Task statement -
Below are entries to examine: work out how many lines contain the word "True", and give only that number.
___ Entries provided ___
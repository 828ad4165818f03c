//! `MeshPort`/`NostrPort`: the router's external transport boundaries
//! (design spec §4.11). `raven-router` never touches a BLE adapter or a
//! relay socket directly; a daemon wiring layer supplies concrete
//! implementations backed by `raven-session`/`raven-nostr`, while the
//! router's own tests exercise the mocks below.

use raven_types::{NoiseStaticPub, PeerId};

/// The mesh transport boundary: session state queries and send/handshake.
pub trait MeshPort: Send + Sync {
    /// True if an established Noise session exists for `peer_id`.
    fn is_established(&self, peer_id: &PeerId) -> bool;

    /// True if the peer has been seen (announce/advertisement) recently
    /// enough to attempt a handshake, even without an established session.
    fn is_known(&self, peer_id: &PeerId) -> bool;

    /// Begin a Noise handshake toward `peer_id`. Idempotent: calling this
    /// while a handshake is already in flight is a no-op.
    fn initiate_handshake(&self, peer_id: &PeerId, noise_static_pub: &NoiseStaticPub) -> impl std::future::Future<Output = crate::Result<()>> + Send;

    /// Send already-encoded packet bytes over an established session.
    fn send(&self, peer_id: &PeerId, packet: &[u8]) -> impl std::future::Future<Output = crate::Result<()>> + Send;
}

/// The Nostr transport boundary: gift-wrapped DM delivery.
pub trait NostrPort: Send + Sync {
    /// Gift-wrap and publish `packet` as a DM addressed to `pubkey_hex`
    /// (a hex-encoded x-only secp256k1 public key).
    fn send_dm(&self, pubkey_hex: &str, packet: &[u8]) -> impl std::future::Future<Output = crate::Result<()>> + Send;
}

#[cfg(test)]
pub use mock::{MockMeshPort, MockNostrPort};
___
Completed exercise -
2